Minister of Science, Technology and Higher Education
- In office 26 November 2015 – 30 March 2022
- Prime Minister: António Costa
- Preceded by: Margarida Mano
- Succeeded by: Elvira Fortunato

Personal details
- Born: 1958 (age 67–68) Lisbon, Portugal
- Alma mater: Imperial College London

= Manuel Heitor =

Portuguese politician

Manuel Frederico Tojal de Valsassina Heitor (born 1958) is a Portuguese politician who served as Minister of Science, Technology and Higher Education in the government of Prime Minister António Costa since 26 November 2015 until 30 March 2022 when he was succeeded by Elvira Fortunato.
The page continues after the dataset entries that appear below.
// ABOUTME: Logging configuration and structured logging setup for observability and debugging
// ABOUTME: Configures log levels, output formats, and structured auth and affiliation event logs
//
// SPDX-License-Identifier: MIT OR Apache-2.0
// Copyright (c) 2025 Gymn

//! Production-ready logging configuration with structured output

use std::env;
use std::io;

use anyhow::{anyhow, Result};
use serde_json::json;
use tracing::{info, warn};
use tracing_subscriber::{
    fmt::{self, format::FmtSpan},
    layer::SubscriberExt,
    util::SubscriberInitExt,
    EnvFilter,
};

/// Default service name in structured logs
pub const SERVICE_NAME: &str = "gymn-server";

/// Logging configuration
#[derive(Debug, Clone)]
pub struct LoggingConfig {
    /// Log level (trace, debug, info, warn, error)
    pub level: String,
    /// Output format (json, pretty, compact)
    pub format: LogFormat,
    /// Include source file and line numbers
    pub include_location: bool,
    /// Include thread information
    pub include_thread: bool,
    /// Include span open/close events
    pub include_spans: bool,
    /// Service name for structured logging
    pub service_name: String,
    /// Service version
    pub service_version: String,
    /// Environment (development, testing, production)
    pub environment: String,
}

/// Log output format options
#[derive(Debug, Clone, Copy, PartialEq, Eq)]
pub enum LogFormat {
    /// `JSON` format for production logging
    Json,
    /// Pretty format for development
    Pretty,
    /// Compact format for space-constrained environments
    Compact,
}

impl LogFormat {
    /// Parse `LOG_FORMAT`, falling back to pretty output
    #[must_use]
    pub fn from_str_or_default(s: &str) -> Self {
        match s.to_lowercase().as_str() {
            "json" => Self::Json,
            "compact" => Self::Compact,
            _ => Self::Pretty,
        }
    }
}

impl Default for LoggingConfig {
    fn default() -> Self {
        Self {
            level: "info".into(),
            format: LogFormat::Pretty,
            include_location: false,
            include_thread: false,
            include_spans: false,
            service_name: SERVICE_NAME.into(),
            service_version: env!("CARGO_PKG_VERSION").to_owned(),
            environment: "development".into(),
        }
    }
}

impl LoggingConfig {
    /// Create logging configuration from environment variables
    #[must_use]
    pub fn from_env() -> Self {
        let environment = env::var("ENVIRONMENT").unwrap_or_else(|_| "development".into());
        let is_production = environment == "production";

        // Production defaults to JSON so log shippers can parse it
        let format = env::var("LOG_FORMAT").map_or_else(
            |_| {
                if is_production {
                    LogFormat::Json
                } else {
                    LogFormat::Pretty
                }
            },
            |raw| LogFormat::from_str_or_default(&raw),
        );

        Self {
            level: env::var("RUST_LOG").unwrap_or_else(|_| "info".into()),
            format,
            include_location: is_production || flag_set("LOG_INCLUDE_LOCATION"),
            include_thread: is_production || flag_set("LOG_INCLUDE_THREAD"),
            include_spans: flag_set("LOG_INCLUDE_SPANS"),
            service_name: env::var("SERVICE_NAME").unwrap_or_else(|_| SERVICE_NAME.into()),
            service_version: env!("CARGO_PKG_VERSION").to_owned(),
            environment,
        }
    }

    /// Build the filter: the configured level plus caps on noisy dependencies
    #[must_use]
    pub fn env_filter(&self) -> EnvFilter {
        let mut filter = EnvFilter::try_new(&self.level).unwrap_or_else(|_| EnvFilter::new("info"));
        for directive in ["hyper=warn", "sqlx=warn", "tower_http=info"] {
            if let Ok(parsed) = directive.parse() {
                filter = filter.add_directive(parsed);
            }
        }
        filter
    }

    /// Initialize the global tracing subscriber
    ///
    /// # Errors
    ///
    /// Returns an error if a global subscriber is already installed
    pub fn init(&self) -> Result<()> {
        let registry = tracing_subscriber::registry().with(self.env_filter());
        let span_events = if self.include_spans {
            FmtSpan::NEW | FmtSpan::CLOSE
        } else {
            FmtSpan::NONE
        };

        let installed = match self.format {
            LogFormat::Json => registry
                .with(
                    fmt::layer()
                        .with_file(self.include_location)
                        .with_line_number(self.include_location)
                        .with_thread_ids(self.include_thread)
                        .with_thread_names(self.include_thread)
                        .with_target(true)
                        .with_writer(io::stdout)
                        .with_span_events(span_events)
                        .json(),
                )
                .try_init(),
            LogFormat::Pretty => registry
                .with(
                    fmt::layer()
                        .with_file(self.include_location)
                        .with_line_number(self.include_location)
                        .with_thread_ids(self.include_thread)
                        .with_thread_names(self.include_thread)
                        .with_target(true)
                        .with_writer(io::stdout)
                        .with_span_events(span_events),
                )
                .try_init(),
            LogFormat::Compact => registry
                .with(
                    fmt::layer()
                        .compact()
                        .with_target(false)
                        .with_writer(io::stdout)
                        .with_span_events(FmtSpan::NONE),
                )
                .try_init(),
        };
        installed.map_err(|e| anyhow!("Failed to install tracing subscriber: {e}"))?;

        self.log_startup_info();
        Ok(())
    }

    /// Log structured startup information
    fn log_startup_info(&self) {
        info!(
            service.name = %self.service_name,
            service.version = %self.service_version,
            environment = %self.environment,
            log.level = %self.level,
            log.format = ?self.format,
            "Gymn server starting up"
        );

        let config_summary = json!({
            "service": {
                "name": self.service_name,
                "version": self.service_version,
                "environment": self.environment
            },
            "logging": {
                "level": self.level,
                "format": format!("{:?}", self.format),
                "features": {
                    "location": self.include_location,
                    "thread": self.include_thread,
                    "spans": self.include_spans
                }
            }
        });

        info!("Logging configured: {}", config_summary);
    }
}

fn flag_set(key: &str) -> bool {
    env::var(key).is_ok_and(|v| v != "false" && v != "0")
}

/// Initialize logging from environment
///
/// # Errors
///
/// Returns an error if logging initialization fails
pub fn init_from_env() -> Result<()> {
    LoggingConfig::from_env().init()
}

/// Application-specific logging utilities
pub struct AppLogger;

impl AppLogger {
    /// Log registration, login and invite-verification events
    pub fn log_auth_event(user_id: &str, event: &str, success: bool, details: Option<&str>) {
        info!(
            user.id = %user_id,
            auth.event = %event,
            auth.success = %success,
            auth.details = details.unwrap_or(""),
            "Authentication event"
        );
    }

    /// Log an affiliation state change
    pub fn log_affiliation_event(event: &str, affiliation_id: &str, requester: &str, gym: &str) {
        info!(
            affiliation.event = %event,
            affiliation_id = %affiliation_id,
            requester = %requester,
            gym.id = %gym,
            "Affiliation event"
        );
    }

    /// Log security events such as rejected tokens
    pub fn log_security_event(
        event_type: &str,
        severity: &str,
        details: &str,
        user_id: Option<&str>,
    ) {
        warn!(
            security.event = %event_type,
            security.severity = %severity,
            security.details = %details,
            user.id = user_id.unwrap_or("unknown"),
            "Security event"
        );
    }
}

#[cfg(test)]
mod tests {
    use super::*;

    #[test]
    fn test_log_format_parsing() {
        assert_eq!(LogFormat::from_str_or_default("JSON"), LogFormat::Json);
        assert_eq!(LogFormat::from_str_or_default("compact"), LogFormat::Compact);
        assert_eq!(LogFormat::from_str_or_default("fancy"), LogFormat::Pretty);
    }

    #[test]
    fn test_env_filter_tolerates_garbage_level() {
        let config = LoggingConfig {
            level: "[[not a directive".into(),
            ..LoggingConfig::default()
        };
        let rendered = config.env_filter().to_string();
        assert!(rendered.contains("sqlx=warn"));
    }
}
// ABOUTME: Account registration, login and profile editing
// ABOUTME: Member vs gym-owner sign-up forms, referral code generation, and bcrypt-backed sessions
//
// SPDX-License-Identifier: MIT OR Apache-2.0
// Copyright (c) 2025 Gymn

use std::sync::Arc;

use rand::distributions::{Alphanumeric, DistString};
use serde::{Deserialize, Serialize};
use tracing::{debug, info, warn};
use uuid::Uuid;

use crate::auth::{AuthManager, Session};
use crate::constants::limits::{REFERRAL_CODE_LENGTH, REFERRAL_CODE_MAX_ATTEMPTS};
use crate::constants::messages;
use crate::database::repositories::{Directory, GymRegistry};
use crate::errors::{AppError, AppResult, DatabaseError, ErrorCode};
use crate::logging::AppLogger;
use crate::models::{Account, AccountRole, AccountSummary, Gym, ReferralCode};
use crate::validation::{self, FieldErrors};

/// Sign-up form, one shape per role
#[derive(Debug, Clone, Deserialize)]
#[serde(tag = "role", rename_all = "snake_case")]
pub enum RegistrationForm {
    /// Plain member account
    Member {
        /// Login email
        email: String,
        /// Public handle
        username: String,
        /// Name shown to others
        display_name: String,
        /// Password
        password: String,
    },
    /// Gym owner account plus its gym
    GymOwner {
        /// Login email
        email: String,
        /// Public handle
        username: String,
        /// Name shown to others
        display_name: String,
        /// Password
        password: String,
        /// Gym name
        gym_name: String,
        /// Gym address
        gym_address: String,
    },
}

impl RegistrationForm {
    fn validate(&self) -> AppResult<()> {
        let mut errors = FieldErrors::new();
        match self {
            Self::Member {
                email,
                username,
                display_name,
                password,
            } => check_account_fields(&mut errors, email, username, display_name, password),
            Self::GymOwner {
                email,
                username,
                display_name,
                password,
                gym_name,
                gym_address,
            } => {
                check_account_fields(&mut errors, email, username, display_name, password);
                errors.check("gym_name", validation::check_gym_name(gym_name.trim()));
                errors.check(
                    "gym_address",
                    validation::check_gym_address(gym_address.trim()),
                );
            }
        }
        errors.into_result()
    }
}

fn check_account_fields(
    errors: &mut FieldErrors,
    email: &str,
    username: &str,
    display_name: &str,
    password: &str,
) {
    errors.check("email", validation::check_email(email));
    errors.check("username", validation::check_username(username));
    errors.check(
        "display_name",
        validation::check_display_name(display_name.trim()),
    );
    errors.check_password("password", password);
}

/// Profile edit body
#[derive(Debug, Clone, Deserialize)]
pub struct ProfileUpdate {
    /// New display name
    pub display_name: String,
    /// Free-text bio; blank clears it
    #[serde(default)]
    pub bio: Option<String>,
    /// Location; blank clears it
    #[serde(default)]
    pub location: Option<String>,
}

/// Outcome of a successful registration
#[derive(Debug, Clone, Serialize)]
pub struct Registration {
    /// The new account
    pub account: AccountSummary,
    /// The owner's gym, for gym-owner sign-ups
    #[serde(skip_serializing_if = "Option::is_none")]
    pub gym: Option<Gym>,
    /// Session for the new account
    pub session: Session,
}

fn account_conflict(error: &DatabaseError) -> AppError {
    let message = match error {
        DatabaseError::UniqueViolation { constraint } if constraint.contains("username") => {
            messages::USERNAME_TAKEN
        }
        _ => messages::EMAIL_TAKEN,
    };
    AppError::new(ErrorCode::ResourceAlreadyExists, message).with_title(messages::ACTION_DENIED)
}

fn random_referral_code() -> AppResult<ReferralCode> {
    let raw = Alphanumeric.sample_string(&mut rand::thread_rng(), REFERRAL_CODE_LENGTH);
    ReferralCode::parse(&raw)
}

/// Registration, login and profile operations
#[derive(Clone)]
pub struct RegistrationService {
    directory: Arc<dyn Directory>,
    gyms: Arc<dyn GymRegistry>,
    auth: Arc<AuthManager>,
}

impl RegistrationService {
    /// Create the service over its collaborators
    #[must_use]
    pub fn new(
        directory: Arc<dyn Directory>,
        gyms: Arc<dyn GymRegistry>,
        auth: Arc<AuthManager>,
    ) -> Self {
        Self {
            directory,
            gyms,
            auth,
        }
    }

    /// Register a member or a gym owner with its gym
    ///
    /// # Errors
    ///
    /// `InvalidInput` listing every broken field rule, `ResourceAlreadyExists`
    /// when the email or username is taken. A gym owner whose gym cannot be
    /// created is not kept.
    pub async fn register(&self, form: RegistrationForm) -> AppResult<Registration> {
        form.validate()?;

        let (email, username, display_name, password, role) = match &form {
            RegistrationForm::Member {
                email,
                username,
                display_name,
                password,
            } => (email, username, display_name, password, AccountRole::Member),
            RegistrationForm::GymOwner {
                email,
                username,
                display_name,
                password,
                ..
            } => (email, username, display_name, password, AccountRole::GymOwner),
        };
        let email = validation::normalize_email(email);

        if self.directory.exists_by_email(&email).await? {
            return Err(AppError::new(ErrorCode::ResourceAlreadyExists, messages::EMAIL_TAKEN)
                .with_title(messages::ACTION_DENIED));
        }
        if self.directory.find_by_username(username).await?.is_some() {
            return Err(
                AppError::new(ErrorCode::ResourceAlreadyExists, messages::USERNAME_TAKEN)
                    .with_title(messages::ACTION_DENIED),
            );
        }

        let hash = self.auth.hash_password(password).await?;
        let account = Account::registered(
            &email,
            username.clone(),
            display_name.trim().to_owned(),
            role,
            hash,
        );
        self.directory.create(&account).await.map_err(|e| {
            if e.is_unique_violation() {
                account_conflict(&e)
            } else {
                AppError::from(e)
            }
        })?;

        let gym = match form {
            RegistrationForm::GymOwner {
                gym_name,
                gym_address,
                ..
            } => match self
                .create_gym(account.id, gym_name.trim(), gym_address.trim())
                .await
            {
                Ok(gym) => Some(gym),
                Err(e) => {
                    if let Err(cleanup) = self.directory.delete(account.id).await {
                        warn!(
                            user_id = %account.id,
                            error = %cleanup,
                            "Failed to roll back gym owner account"
                        );
                    }
                    return Err(e);
                }
            },
            RegistrationForm::Member { .. } => None,
        };

        AppLogger::log_auth_event(&account.id.to_string(), "registered", true, Some(role.as_str()));
        let session = self.auth.create_session(&account)?;
        Ok(Registration {
            account: AccountSummary::from(&account),
            gym,
            session,
        })
    }

    /// Insert a gym, redrawing the referral code on collision
    async fn create_gym(&self, owner_id: Uuid, name: &str, address: &str) -> AppResult<Gym> {
        for attempt in 1..=REFERRAL_CODE_MAX_ATTEMPTS {
            let gym = Gym::new(
                name.to_owned(),
                address.to_owned(),
                random_referral_code()?,
                owner_id,
            );
            match self.gyms.create(&gym).await {
                Ok(_) => {
                    info!(gym_id = %gym.id, owner = %owner_id, "Gym registered");
                    return Ok(gym);
                }
                Err(DatabaseError::UniqueViolation { constraint })
                    if constraint.contains("referral_code") =>
                {
                    debug!(attempt, "Referral code collision, drawing another");
                }
                Err(e) if e.is_unique_violation() => {
                    return Err(AppError::conflict("This account already owns a gym.")
                        .with_title(messages::ACTION_DENIED));
                }
                Err(e) => return Err(e.into()),
            }
        }
        Err(AppError::internal("Could not allocate a unique referral code")
            .with_title("An unexpected error occurred."))
    }

    /// Exchange credentials for a session
    ///
    /// # Errors
    ///
    /// `AuthInvalid` for unknown emails, unverified accounts and wrong passwords
    pub async fn login(&self, email: &str, password: &str) -> AppResult<Session> {
        let invalid = || {
            AppError::auth_invalid(messages::INVALID_CREDENTIALS).with_title("Unauthorized")
        };
        let email = validation::normalize_email(email);

        let Some(account) = self.directory.find_by_email(&email).await? else {
            AppLogger::log_auth_event("unknown", "login", false, Some("unknown email"));
            return Err(invalid());
        };
        let Some(hash) = account.password_hash.as_deref().filter(|_| account.verified) else {
            AppLogger::log_auth_event(&account.id.to_string(), "login", false, Some("unverified"));
            return Err(invalid());
        };
        if !self.auth.verify_password(password, hash).await? {
            AppLogger::log_auth_event(&account.id.to_string(), "login", false, None);
            return Err(invalid());
        }

        AppLogger::log_auth_event(&account.id.to_string(), "login", true, None);
        self.auth.create_session(&account)
    }

    /// Replace display name, bio and location
    ///
    /// # Errors
    ///
    /// `InvalidInput` for broken field rules, `ResourceNotFound` if the
    /// account vanished
    pub async fn update_profile(
        &self,
        requester_id: Uuid,
        update: &ProfileUpdate,
    ) -> AppResult<Account> {
        let display_name = update.display_name.trim();
        let bio = update.bio.as_deref().map(str::trim).filter(|s| !s.is_empty());
        let location = update
            .location
            .as_deref()
            .map(str::trim)
            .filter(|s| !s.is_empty());

        let mut errors = FieldErrors::new();
        errors.check("display_name", validation::check_display_name(display_name));
        if let Some(bio) = bio {
            errors.check("bio", validation::check_bio(bio));
        }
        if let Some(location) = location {
            errors.check("location", validation::check_location(location));
        }
        errors.into_result()?;

        self.directory
            .update_profile(requester_id, display_name, bio, location)
            .await?;
        self.directory
            .find_by_id(requester_id)
            .await?
            .ok_or_else(|| AppError::not_found("Account"))
    }
}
==Early life and education==
Heitor graduated with a PhD in mechanical engineering from Imperial College London, and did a post-doctoral at the University of California, San Diego.

==Career==
===Political career===
From March 2005 to June 2011, Heitor served as the secretary of state for science, technology and higher education under minister Mariano Gago in the government of Prime Minister José Sócrates.

During his time as minister, Heitor notably announced plans in 2018 to build an international launch pad for small satellites on Santa Maria Island and agreed with China to set up a joint research centre to make satellites on the mainland. When Portugal held the rotating presidency of the Council of the European Union in the first half of 2021, he chaired the meetings of the EU research ministers.

===Return to academia===
Since leaving government, Heitor has been a visiting research professor at New York University's Center for Urban Science and Progress (CUSP), and at the NYU Marron Institute. He is also a visiting scholar at Harvard Graduate School of Design.

In 2023, the Conference of European Schools for Advanced Engineering Education and Research (CESAER) appointed Heitor as its Envoy on Research Careers.

Also since 2023, Heitor has been chairing an expert group entrusted to support the interim evaluation of the European Union's Horizon Europe programme. Their report "Align, Act, Accelerate: Research, Technology and Innovation to boost European competitiveness" was published in late 2024.